London

Bill Woodrow

Saatchi Collection Imperial War Museum

At the Saatchi Collection Bill Woodrow exhibited 12 works that were made by excising sculptural images from found matrices of scrap steel. Connected by umbilical cords of metal, the sculptural forms generally contradict the nature of the found car hoods and doors from which they are derived. The original form appears to have been captured at the moment of its transformation into another counterform. Often the new forms seem natural and implicitly criticize the encroachment of culture (especially automobiles) into the domain of nature. In the earliest work, Red Squirrel, 1981, the animal appears to be on the verge of leaping to freedom from a clothes dryer which shows the outline of the splayed squirrel’s body. In Kimono, 1983, each of three car hoods has given birth to an object representing a different sphere of reality: a flower (nature), a calculator (culture), and a samurai sword (ancient tradition). In Table, 1983, another car hood has been transformed into a table on which other objects also spawned from the car hood are arranged to imply a narrative. Someone, it seems, has been writing by the desk lamp and has spilled out the contents of a bottle of pills. Has a suicide note been written? A tragically unrequited love letter? A feverish poetic rant? The piece suggests loneliness and desperation and perhaps hints at the possibility of viewing cultural activity as a dead end, leaving one with a spill of pills in the lean hours of the night. Other works involve transformations of various everyday objects—a couch, a couple of suitcases, an overstuffed chair.

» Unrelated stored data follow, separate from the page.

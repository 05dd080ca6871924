//! The training loop: epochs of optimizer steps over a batch loader,
//! interleaved with periodic validation and snapshots.

mod config;
mod error;
mod evaluator;
mod observer;
mod state;
mod trainer;

pub use config::{LrSchedule, TrainingConfig};
pub use error::{Result, TrainErr};
pub use evaluator::{EvalError, EvalStats, Evaluator};
pub use observer::{LogObserver, TrainingObserver};
pub use state::LoopState;
pub use trainer::{TrainingLoop, TrainingSummary};
use serde::{Deserialize, Serialize};

/// The storage type of the image tensor inside a chunk file.
///
/// Images are always handed out as `f32`, the dtype only affects the on-disk size.
#[derive(Debug, Clone, Copy, Default, PartialEq, Eq, Serialize, Deserialize)]
#[serde(rename_all = "snake_case")]
pub enum Dtype {
    #[default]
    F32,
    F16,
    U8,
}

impl Dtype {
    /// The amount of bytes a single element takes on disk.
    pub fn size(self) -> usize {
        match self {
            Dtype::F32 => 4,
            Dtype::F16 => 2,
            Dtype::U8 => 1,
        }
    }
}

/// The self-describing header stored at the start of a chunk file.
#[derive(Debug, Clone, PartialEq, Serialize, Deserialize)]
#[serde(rename_all = "snake_case")]
pub struct ChunkHeader {
    pub len: usize,
    pub shape: [usize; 3],
    pub dtype: Dtype,
    pub paths: Vec<String>,
}

impl ChunkHeader {
    /// The amount of elements of a single example, `C * H * W`.
    pub fn item_len(&self) -> usize {
        self.shape.iter().product()
    }
}
use rand::{SeedableRng, rngs::StdRng, seq::SliceRandom};

/// A stable, countable view over the examples of a dataset split.
pub trait SourceIndex {
    /// The amount of examples in the split.
    fn size(&self) -> usize;

    /// The amount of distinct classes, computed once when the index is built.
    fn num_classes(&self) -> usize;

    /// Returns a permutation of `0..size()`.
    ///
    /// # Arguments
    /// * `shuffle` - Whether to shuffle, the identity order is returned otherwise.
    /// * `seed` - The shuffling seed, the same seed always yields the same permutation.
    fn iteration_order(&self, shuffle: bool, seed: u64) -> Vec<usize> {
        permutation(self.size(), shuffle, seed)
    }
}

/// Returns `0..n`, shuffled with a `seed`-ed rng if `shuffle` is set.
pub fn permutation(n: usize, shuffle: bool, seed: u64) -> Vec<usize> {
    let mut order: Vec<usize> = (0..n).collect();

    if shuffle {
        let mut rng = StdRng::seed_from_u64(seed);
        order.shuffle(&mut rng);
    }

    order
}

#[cfg(test)]
mod tests {
    use super::*;

    #[test]
    fn identity_order_without_shuffle() {
        assert_eq!(permutation(5, false, 42), vec![0, 1, 2, 3, 4]);
    }

    #[test]
    fn same_seed_same_permutation() {
        assert_eq!(permutation(100, true, 3), permutation(100, true, 3));
    }

    #[test]
    fn different_seeds_differ() {
        assert_ne!(permutation(100, true, 3), permutation(100, true, 4));
    }

    #[test]
    fn shuffled_order_is_a_permutation() {
        let mut order = permutation(50, true, 9);
        order.sort_unstable();
        assert_eq!(order, (0..50).collect::<Vec<_>>());
    }
}
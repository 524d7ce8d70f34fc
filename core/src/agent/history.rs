//! Execution history
//!
//! One entry per completed iteration: either a tool call with its
//! observation, or the finishing step with the final answer. Re-prompt
//! iterations and unknown-tool iterations record nothing - that asymmetry
//! is inherited behavior and is pinned down by the loop tests.

use serde::Serialize;

/// What an iteration produced
#[derive(Debug, Clone, PartialEq, Serialize)]
#[serde(tag = "kind", content = "text", rename_all = "snake_case")]
pub enum StepOutcome {
    /// Result text returned by a tool
    Observation(String),
    /// Final answer delivered via the finish action
    FinalAnswer(String),
}

/// Record of one loop iteration
#[derive(Debug, Clone, PartialEq, Serialize)]
pub struct HistoryEntry {
    /// 1-based iteration number within the run
    pub iteration: usize,
    /// Reasoning text, when the model provided one
    pub thought: Option<String>,
    /// Action name as the model wrote it
    pub action: String,
    /// Raw action input line, when present
    pub action_input: Option<String>,
    /// Observation or final answer
    pub outcome: StepOutcome,
}

impl HistoryEntry {
    /// The final answer, if this entry finished the run
    pub fn final_answer(&self) -> Option<&str> {
        match &self.outcome {
            StepOutcome::FinalAnswer(answer) => Some(answer),
            StepOutcome::Observation(_) => None,
        }
    }

    /// The tool observation, if this entry was a tool call
    pub fn observation(&self) -> Option<&str> {
        match &self.outcome {
            StepOutcome::Observation(obs) => Some(obs),
            StepOutcome::FinalAnswer(_) => None,
        }
    }
}
//! `reagent` - ReAct agents in your terminal
//!
//! Thin CLI over `reagent-core`: builds an agent with the built-in search
//! and calculator tools, runs it against a question, and presents the
//! answer. Fatal failures (provider errors, tool panics) surface here at
//! the anyhow boundary.

use anyhow::{Context, Result};
use clap::Parser;
use console::Style;

use reagent_core::agent::tools::{CalculatorTool, SearchTool};
use reagent_core::llm::factory::parse_spec;
use reagent_core::{create_provider, ReactAgent, Settings, Tool};

use crate::cli::{Cli, Commands};

mod cli;

#[tokio::main]
async fn main() -> Result<()> {
    tracing_subscriber::fmt()
        .with_env_filter(
            tracing_subscriber::EnvFilter::try_from_default_env()
                .unwrap_or_else(|_| tracing_subscriber::EnvFilter::new("warn")),
        )
        .with_writer(std::io::stderr)
        .init();

    let cli = Cli::parse();
    let settings = Settings::load().context("Failed to load configuration")?;

    match &cli.command {
        Commands::Ask {
            question,
            verbose,
            max_iterations,
        } => {
            let question = question.join(" ");
            if question.trim().is_empty() {
                anyhow::bail!("No question given");
            }
            let mut agent = build_agent(&cli, &settings, *max_iterations)?;
            ask(&mut agent, &question, *verbose).await?;
        }

        Commands::Interactive { verbose } => {
            interactive(&cli, &settings, *verbose).await?;
        }

        Commands::Tools => {
            let bold = Style::new().bold();
            println!("{}", bold.apply_to("Built-in tools:"));
            for tool in builtin_tools()? {
                println!(
                    "  {} - {}",
                    Style::new().cyan().apply_to(tool.name()),
                    tool.description()
                );
            }
        }
    }

    Ok(())
}

/// Build an agent over the configured provider with the built-in tools
fn build_agent(
    cli: &Cli,
    settings: &Settings,
    max_iterations: Option<usize>,
) -> Result<ReactAgent> {
    let spec = cli
        .provider
        .clone()
        .unwrap_or_else(|| settings.provider.clone());
    let api_key = resolve_api_key(cli, settings, &spec)?;

    let provider = create_provider(&spec, api_key)
        .with_context(|| format!("Failed to create provider for '{}'", spec))?;

    let mut config = settings.agent.clone();
    if let Some(max_iterations) = max_iterations {
        config = config.with_max_iterations(max_iterations);
    }

    let mut agent = ReactAgent::new(config, provider);
    for tool in builtin_tools()? {
        agent.register(tool);
    }
    Ok(agent)
}

/// The tools every agent gets. Needs no provider and no credentials.
fn builtin_tools() -> Result<Vec<Box<dyn Tool>>> {
    Ok(vec![Box::new(SearchTool::new()?), Box::new(CalculatorTool)])
}

/// Resolve the API key explicitly: flag, then config file, then the
/// provider's conventional environment variable. The library itself never
/// reads the environment.
fn resolve_api_key(cli: &Cli, settings: &Settings, spec: &str) -> Result<Option<String>> {
    if let Some(key) = &cli.api_key {
        return Ok(Some(key.clone()));
    }
    if let Some(key) = &settings.api_key {
        return Ok(Some(key.clone()));
    }
    let (kind, _model) = parse_spec(spec)?;
    Ok(kind.api_key_var().and_then(|var| std::env::var(var).ok()))
}

/// Ask one question and print the styled answer
async fn ask(agent: &mut ReactAgent, question: &str, verbose: bool) -> Result<()> {
    let cyan = Style::new().cyan().bold();
    let green = Style::new().green().bold();
    let dim = Style::new().dim();

    println!("\n{} {}", cyan.apply_to("Question:"), question);
    if !verbose {
        println!("{}", dim.apply_to("Processing..."));
    }

    let answer = agent.run(question, verbose).await?;

    println!("\n{} {}\n", green.apply_to("Answer:"), answer);
    Ok(())
}

/// Interactive REPL: a fresh agent per question, like the one-shot path
async fn interactive(cli: &Cli, settings: &Settings, verbose: bool) -> Result<()> {
    let bold = Style::new().bold();
    println!("{}", bold.apply_to("reagent interactive mode"));
    println!("Type your questions, or 'exit' to leave.\n");

    loop {
        let question: String = dialoguer::Input::new()
            .with_prompt("Question")
            .allow_empty(true)
            .interact_text()?;

        let trimmed = question.trim();
        if trimmed.is_empty() {
            continue;
        }
        if matches!(trimmed.to_lowercase().as_str(), "exit" | "quit" | "q") {
            println!("Bye!");
            break;
        }

        let mut agent = build_agent(cli, settings, None)?;
        match ask(&mut agent, trimmed, verbose).await {
            Ok(()) => {}
            Err(e) => {
                let red = Style::new().red().bold();
                println!("\n{} {:#}\n", red.apply_to("Error:"), e);
            }
        }
    }

    Ok(())
}

#[cfg(test)]
mod tests {
    use super::*;

    #[test]
    fn test_builtin_tools_need_no_credentials() {
        let tools = builtin_tools().unwrap();
        let names: Vec<&str> = tools.iter().map(|t| t.name()).collect();
        assert_eq!(names, vec!["search", "calculate"]);
        for tool in &tools {
            assert!(!tool.description().is_empty());
        }
    }
}
//! Agent module - the ReAct loop and its collaborators

pub mod core;
pub mod history;
pub mod parser;
pub mod registry;
pub mod tool;
pub mod tools;
pub mod transcript;

pub use core::ReactAgent;
pub use history::{HistoryEntry, StepOutcome};
pub use parser::{parse_response, ParsedStep};
pub use registry::ToolRegistry;
pub use tool::{FnTool, Tool};
pub use transcript::Transcript;
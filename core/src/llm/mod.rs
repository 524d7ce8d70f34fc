//! LLM provider module
//!
//! Provides the abstract `Provider` interface the agent loop consumes and
//! concrete implementations for several backends:
//! - OpenAI-compatible API (OpenAI, Ollama, LM Studio, local models)
//! - Anthropic Messages API (Claude)
//! - Google Generative AI (Gemini)

pub mod anthropic;
pub mod chat;
pub mod factory;
pub mod google;
pub mod openai;

pub use chat::{Message, MessageRole};
pub use factory::{create_provider, ProviderKind};

use anyhow::Result;
use async_trait::async_trait;

/// Abstract LLM capability consumed by the agent loop.
///
/// One call is one synchronous request/response round trip: the complete
/// response text is returned, no streaming contract is assumed.
#[async_trait]
pub trait Provider: Send + Sync {
    /// Generate a response for the given transcript at the given temperature
    async fn generate(&self, messages: &[Message], temperature: f32) -> Result<String>;

    /// The model identifier, used for descriptive purposes only
    fn model_name(&self) -> &str;
}

/// Connection settings shared by the concrete providers
#[derive(Debug, Clone)]
pub struct ProviderConfig {
    /// API endpoint base URL
    pub base_url: String,
    /// Model identifier
    pub model: String,
    /// API key (if the backend requires one)
    pub api_key: Option<String>,
    /// Maximum tokens in the response
    pub max_tokens: u32,
}

impl ProviderConfig {
    /// Create a new provider config
    pub fn new(base_url: impl Into<String>, model: impl Into<String>, api_key: Option<String>) -> Self {
        ProviderConfig {
            base_url: base_url.into(),
            model: model.into(),
            api_key,
            max_tokens: 4096,
        }
    }

    /// Set the response token cap
    pub fn with_max_tokens(mut self, tokens: u32) -> Self {
        self.max_tokens = tokens;
        self
    }
}

/// Build the shared HTTP client used by the concrete providers
pub(crate) fn http_client() -> Result<reqwest::Client> {
    use anyhow::Context;
    reqwest::Client::builder()
        .timeout(std::time::Duration::from_secs(300))
        .build()
        .context("Failed to build HTTP client")
}
//! `reagent-core` - ReAct agent framework core
//!
//! Implements the reasoning-and-acting loop: an LLM is driven through
//! repeated Thought / Action / Observation cycles until it produces a final
//! answer or runs out of iterations. The crate provides the loop itself,
//! the response-protocol parser, the tool registry, the provider interface
//! with concrete OpenAI/Anthropic/Google/Ollama backends, and two built-in
//! tools (calculator and web search).

pub mod agent;
pub mod config;
pub mod error;
pub mod llm;

// Re-exports for convenience
pub use agent::core::ReactAgent;
pub use agent::tool::{FnTool, Tool};
pub use config::{AgentConfig, Settings};
pub use error::ReagentError;
pub use llm::{create_provider, Message, MessageRole, Provider};
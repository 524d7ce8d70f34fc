use anyhow::Result;
use async_trait::async_trait;

/// A trait for tools that can be executed by the agent.
///
/// Tools are the primary way the agent interacts with the world.
/// Each tool must implement this trait and be `Send + Sync` to be used in
/// the agentic loop. A failure returned from `call` is not caught by the
/// loop: it aborts the whole run.
#[async_trait]
pub trait Tool: Send + Sync {
    /// The name of the tool (e.g., "search")
    fn name(&self) -> &str;

    /// A brief description of what the tool does
    fn description(&self) -> &str;

    /// Execute the tool with the provided input
    async fn call(&self, input: &str) -> Result<String>;
}

/// Adapter turning a plain closure into a [`Tool`].
///
/// This is how `ReactAgent::register_tool(name, description, capability)`
/// accepts bare functions.
pub struct FnTool {
    name: String,
    description: String,
    func: Box<dyn Fn(&str) -> Result<String> + Send + Sync>,
}

impl FnTool {
    pub fn new<F>(name: impl Into<String>, description: impl Into<String>, func: F) -> Self
    where
        F: Fn(&str) -> Result<String> + Send + Sync + 'static,
    {
        FnTool {
            name: name.into(),
            description: description.into(),
            func: Box::new(func),
        }
    }
}

#[async_trait]
impl Tool for FnTool {
    fn name(&self) -> &str {
        &self.name
    }

    fn description(&self) -> &str {
        &self.description
    }

    async fn call(&self, input: &str) -> Result<String> {
        (self.func)(input)
    }
}
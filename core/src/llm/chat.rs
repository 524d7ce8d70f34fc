//! Chat message types
//!
//! The role-tagged text entries that make up a conversation transcript.
//! Serialization matches the OpenAI-compatible wire format (lowercase
//! role names); the other providers map from these types.

use serde::{Deserialize, Serialize};

/// Role of the message sender
#[derive(Debug, Clone, Copy, PartialEq, Eq, Serialize, Deserialize)]
#[serde(rename_all = "lowercase")]
pub enum MessageRole {
    /// System message (instructions for the model)
    System,
    /// User message
    User,
    /// Assistant message (model response)
    Assistant,
}

/// A single message in a conversation. Immutable once created.
#[derive(Debug, Clone, PartialEq, Serialize, Deserialize)]
pub struct Message {
    /// Role of the message sender
    pub role: MessageRole,
    /// Content of the message
    pub content: String,
}

impl Message {
    /// Create a new system message
    pub fn system(content: impl Into<String>) -> Self {
        Message {
            role: MessageRole::System,
            content: content.into(),
        }
    }

    /// Create a new user message
    pub fn user(content: impl Into<String>) -> Self {
        Message {
            role: MessageRole::User,
            content: content.into(),
        }
    }

    /// Create a new assistant message
    pub fn assistant(content: impl Into<String>) -> Self {
        Message {
            role: MessageRole::Assistant,
            content: content.into(),
        }
    }
}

Woodrow’s new work, some of it exhibited for the first time at the Imperial War Museum, is decidedly different. Cast in bronze from cardboard molds and employing a variety of added materials, the six sculptures in the museum all relate to the theme of war: Refugee, 1989, For Queen and Country, 1989, Point of Entry, 1989, are three of the titles. Caterpillar, 1989, shows a figure whose limbs have been hacked off and crudely bandaged. A cast-glass axe leans against the helpless figure; from the remains of the body a leaf grows, toward which a caterpillar crawls. This speciman of apparently self-destroyed humanity is already returning to nature. Point of Entry, 1989, suggests the eviscerated body of a young person wounded in combat; the words “Mum” and “Dad” spill out onto the floor with the intestines. In Refugee, 1989, blood spurts from the truncated limbs of a human figure, which is half-transformed into a wheelbarrow. Un Till the Land, 1989, shows a figure half-converted into a plough, tilling the earth with his penis. Woodrow’s earlier preoccupation with the unexpected transformation of one form into another—especially from a cultural into a natural form—is still present, but the tin snips have given way to the theme of war and amputation as the instrument of change. This work is elegant and gruesome at the same time, combining references to traditional materials and means—such as bronze casting—with a jagged, horrific presence.

In another room Woodrow presented related pairs of pictures from the museum archives as an artwork. One pair juxtaposes an image of soldiers in a bunker with one of archeologists in a tomb. The two pictures echo one another compositionally and seem to forecast the ruin of Western civilization through its obsession with war.